The session showed a demo of pitest running on the Joda-Time library and some sample projects to show different aspects of what you might expect from mutation testing. One aspect which Henry highlighted is that mutation testing might take a lot of time. Imagine that you have to run all your tests to determine if a single mutant survives? That can take ages on an average enterprise project.
Have no fear, Henry continued to explain how pitest prioritizes the code changes and tests to run in order to get back results as quickly as possible. How certain assumptions, like the tests which catch superficial bugs (these are the ones you hate to write the most, by the way) are most suitable to catch the real bugs too help to reduce the overall duration of mutation testing significantly.
All in all, there’s little point to describe the demo that was going on in the session, you should really watch it yourselves to get the benefit. Here’s a link to the Github repository for the sample project Henry used in the session, called truth, so you can follow it and catch a couple of mutants yourself.

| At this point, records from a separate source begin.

#![allow(dead_code)]

use axum::{
    http::StatusCode,
    response::{IntoResponse, Response},
    Json,
};
use serde_json::json;
use thiserror::Error;

use crate::export::ExportError;
use crate::payment::PaymentError;
use crate::render::RenderError;
use crate::suggest::SuggestError;

/// Application-level error type.
/// Implements `IntoResponse` so Axum handlers can return `Result<T, AppError>`.
///
/// Collaborator failures surface as retryable notices with generic
/// user-facing messages; details go to the log. No variant ever leaves a
/// Document partially mutated.
#[derive(Debug, Error)]
pub enum AppError {
    #[error("Not found: {0}")]
    NotFound(String),

    #[error("Validation error: {0}")]
    Validation(String),

    #[error("Payment required")]
    PaymentRequired,

    #[error("Operation already in flight: {0}")]
    InFlight(&'static str),

    #[error("Suggestion error: {0}")]
    Suggestion(#[from] SuggestError),

    #[error("Export error: {0}")]
    Export(#[from] ExportError),

    #[error("Payment gate error: {0}")]
    Payment(#[from] PaymentError),

    #[error("Render error: {0}")]
    Render(#[from] RenderError),

    #[error("Internal server error: {0}")]
    Internal(#[from] anyhow::Error),
}

impl IntoResponse for AppError {
    fn into_response(self) -> Response {
        let (status, code, message) = match &self {
            AppError::NotFound(msg) => (StatusCode::NOT_FOUND, "NOT_FOUND", msg.clone()),
            AppError::Validation(msg) => (StatusCode::BAD_REQUEST, "VALIDATION_ERROR", msg.clone()),
            AppError::PaymentRequired => (
                StatusCode::PAYMENT_REQUIRED,
                "PAYMENT_REQUIRED",
                "O download do PDF requer pagamento confirmado.".to_string(),
            ),
            AppError::InFlight(op) => {
                tracing::warn!("Duplicate {op} request rejected while one is pending");
                (
                    StatusCode::CONFLICT,
                    "REQUEST_IN_FLIGHT",
                    "Já existe uma operação em andamento. Aguarde a conclusão.".to_string(),
                )
            }
            AppError::Suggestion(e) => {
                tracing::error!("Suggestion error: {e}");
                (
                    StatusCode::BAD_GATEWAY,
                    "SUGGESTION_ERROR",
                    "Falha ao gerar sugestões. Tente novamente.".to_string(),
                )
            }
            AppError::Export(e) => {
                tracing::error!("Export error: {e}");
                (
                    StatusCode::BAD_GATEWAY,
                    "EXPORT_ERROR",
                    "Erro ao gerar PDF. Tente novamente.".to_string(),
                )
            }
            AppError::Payment(e) => {
                tracing::error!("Payment gate error: {e}");
                (
                    StatusCode::BAD_GATEWAY,
                    "PAYMENT_ERROR",
                    "Não foi possível verificar o pagamento. Tente novamente.".to_string(),
                )
            }
            AppError::Render(e) => {
                tracing::error!("Render error: {e}");
                (
                    StatusCode::INTERNAL_SERVER_ERROR,
                    "RENDER_ERROR",
                    "Erro ao montar a visualização do currículo.".to_string(),
                )
            }
            AppError::Internal(e) => {
                tracing::error!("Internal error: {e:?}");
                (
                    StatusCode::INTERNAL_SERVER_ERROR,
                    "INTERNAL_ERROR",
                    "An internal server error occurred".to_string(),
                )
            }
        };

        let body = Json(json!({
            "error": {
                "code": code,
                "message": message
            }
        }));

        (status, body).into_response()
    }
}
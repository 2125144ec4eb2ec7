/// Suggestion client: the single point of entry for all Gemini calls.
///
/// ARCHITECTURAL RULE: No other module may call the Gemini API directly.
/// All generative-text interactions MUST go through this module.
///
/// Model: gemini-2.5-flash (hardcoded; do not make configurable to prevent drift)
use reqwest::Client;
use serde::{Deserialize, Serialize};
use thiserror::Error;
use tracing::{debug, warn};

use crate::models::document::ExperienceEntry;

pub mod handlers;
pub mod prompts;

const GEMINI_API_BASE: &str = "https://generativelanguage.googleapis.com/v1beta/models";
/// The model used for all suggestion calls.
/// This is intentionally hardcoded to prevent accidental drift.
pub const MODEL: &str = "gemini-2.5-flash";
const MAX_RETRIES: u32 = 3;

#[derive(Debug, Error)]
pub enum SuggestError {
    #[error("HTTP error: {0}")]
    Http(#[from] reqwest::Error),

    #[error("API error (status {status}): {message}")]
    Api { status: u16, message: String },

    #[error("Rate limited after {retries} retries")]
    RateLimited { retries: u32 },

    #[error("Suggestion service returned empty content")]
    EmptyContent,
}

#[derive(Debug, Serialize)]
struct GeminiRequest<'a> {
    contents: Vec<GeminiContent<'a>>,
}

#[derive(Debug, Serialize)]
struct GeminiContent<'a> {
    parts: Vec<GeminiPart<'a>>,
}

#[derive(Debug, Serialize)]
struct GeminiPart<'a> {
    text: &'a str,
}

#[derive(Debug, Deserialize)]
struct GeminiResponse {
    #[serde(default)]
    candidates: Vec<Candidate>,
    #[serde(rename = "usageMetadata")]
    usage_metadata: Option<UsageMetadata>,
}

#[derive(Debug, Deserialize)]
struct Candidate {
    content: Option<CandidateContent>,
}

#[derive(Debug, Deserialize)]
struct CandidateContent {
    #[serde(default)]
    parts: Vec<CandidatePart>,
}

#[derive(Debug, Deserialize)]
struct CandidatePart {
    text: Option<String>,
}

#[derive(Debug, Deserialize)]
struct UsageMetadata {
    #[serde(rename = "promptTokenCount", default)]
    prompt_token_count: u32,
    #[serde(rename = "candidatesTokenCount", default)]
    candidates_token_count: u32,
}

impl GeminiResponse {
    /// Extracts the text of the first candidate, joining its parts.
    fn text(&self) -> Option<String> {
        let content = self.candidates.first()?.content.as_ref()?;
        let joined: String = content
            .parts
            .iter()
            .filter_map(|p| p.text.as_deref())
            .collect();
        if joined.is_empty() {
            None
        } else {
            Some(joined)
        }
    }
}

#[derive(Debug, Deserialize)]
struct GeminiError {
    error: GeminiErrorBody,
}

#[derive(Debug, Deserialize)]
struct GeminiErrorBody {
    message: String,
}

/// The single suggestion client used by the editor.
/// Wraps the Gemini generateContent API with retry logic.
#[derive(Clone)]
pub struct SuggestClient {
    client: Client,
    api_key: String,
}

impl SuggestClient {
    pub fn new(api_key: String) -> Self {
        Self {
            client: Client::builder()
                .timeout(std::time::Duration::from_secs(120))
                .build()
                .expect("Failed to build HTTP client"),
            api_key,
        }
    }

    /// Generates objective suggestions for the given profile. Returns the
    /// parsed list in model order; the caller applies only the first.
    pub async fn generate_objective_suggestions(
        &self,
        job_title: &str,
        experience_summary: &str,
    ) -> Result<Vec<String>, SuggestError> {
        let prompt = prompts::objective_prompt(job_title, experience_summary);
        let text = self.call(&prompt).await?;
        Ok(parse_suggestions(&text))
    }

    /// Makes a raw call to the Gemini API, returning the candidate text.
    /// Retries on 429 (rate limit) and 5xx errors with exponential backoff.
    async fn call(&self, prompt: &str) -> Result<String, SuggestError> {
        let url = format!("{GEMINI_API_BASE}/{MODEL}:generateContent");
        let request_body = GeminiRequest {
            contents: vec![GeminiContent {
                parts: vec![GeminiPart { text: prompt }],
            }],
        };

        let mut last_error: Option<SuggestError> = None;

        for attempt in 0..MAX_RETRIES {
            if attempt > 0 {
                // Exponential backoff: 1s, 2s, 4s
                let delay = std::time::Duration::from_millis(1000 * (1 << (attempt - 1)));
                warn!(
                    "Suggestion call attempt {} failed, retrying after {}ms...",
                    attempt,
                    delay.as_millis()
                );
                tokio::time::sleep(delay).await;
            }

            let response = self
                .client
                .post(&url)
                .header("x-goog-api-key", &self.api_key)
                .header("content-type", "application/json")
                .json(&request_body)
                .send()
                .await;

            let response = match response {
                Ok(r) => r,
                Err(e) => {
                    last_error = Some(SuggestError::Http(e));
                    continue;
                }
            };

            let status = response.status();

            if status.as_u16() == 429 || status.is_server_error() {
                let body = response.text().await.unwrap_or_default();
                warn!("Gemini API returned {}: {}", status, body);
                last_error = Some(SuggestError::Api {
                    status: status.as_u16(),
                    message: body,
                });
                continue;
            }

            if !status.is_success() {
                let body = response.text().await.unwrap_or_default();
                let message = serde_json::from_str::<GeminiError>(&body)
                    .map(|e| e.error.message)
                    .unwrap_or(body);
                return Err(SuggestError::Api {
                    status: status.as_u16(),
                    message,
                });
            }

            let gemini_response: GeminiResponse = response.json().await?;

            if let Some(usage) = &gemini_response.usage_metadata {
                debug!(
                    "Suggestion call succeeded: prompt_tokens={}, candidate_tokens={}",
                    usage.prompt_token_count, usage.candidates_token_count
                );
            }

            return gemini_response.text().ok_or(SuggestError::EmptyContent);
        }

        Err(last_error.unwrap_or(SuggestError::RateLimited {
            retries: MAX_RETRIES,
        }))
    }
}

/// Splits model output into individual suggestions: blocks separated by
/// blank lines, trimmed, empties dropped.
pub fn parse_suggestions(text: &str) -> Vec<String> {
    text.split("\n\n")
        .map(str::trim)
        .filter(|s| !s.is_empty())
        .map(str::to_string)
        .collect()
}

/// One-line career summary used as prompt context:
/// "<position> na <company>" per entry, or "Iniciante" with no entries.
pub fn experience_summary(entries: &[ExperienceEntry]) -> String {
    if entries.is_empty() {
        return "Iniciante".to_string();
    }
    entries
        .iter()
        .map(|e| format!("{} na {}", e.position, e.company))
        .collect::<Vec<_>>()
        .join(", ")
}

Check this project, consider adding pitest run to a pet-project of yours, or who are we trying to kid, go test it with the main project you work on everyday. It might help you a lot with trusting and refactoring your tests. But most importantly, watch the session in full, it was a very educational one and Henry did an amazing job at explaining mutation testing so we got super inspired about it. Seriously, go watch the video!
After the session, Henry was a great sport and joined us for the RebelLabs interview with a Virtual JUG speaker. Where we had great time chatting about tooling and code quality, which JVM languages he likes and which he feels most productive with. We also talk about whether mutation testing is a necessary tool and how developers can sell it to their managers.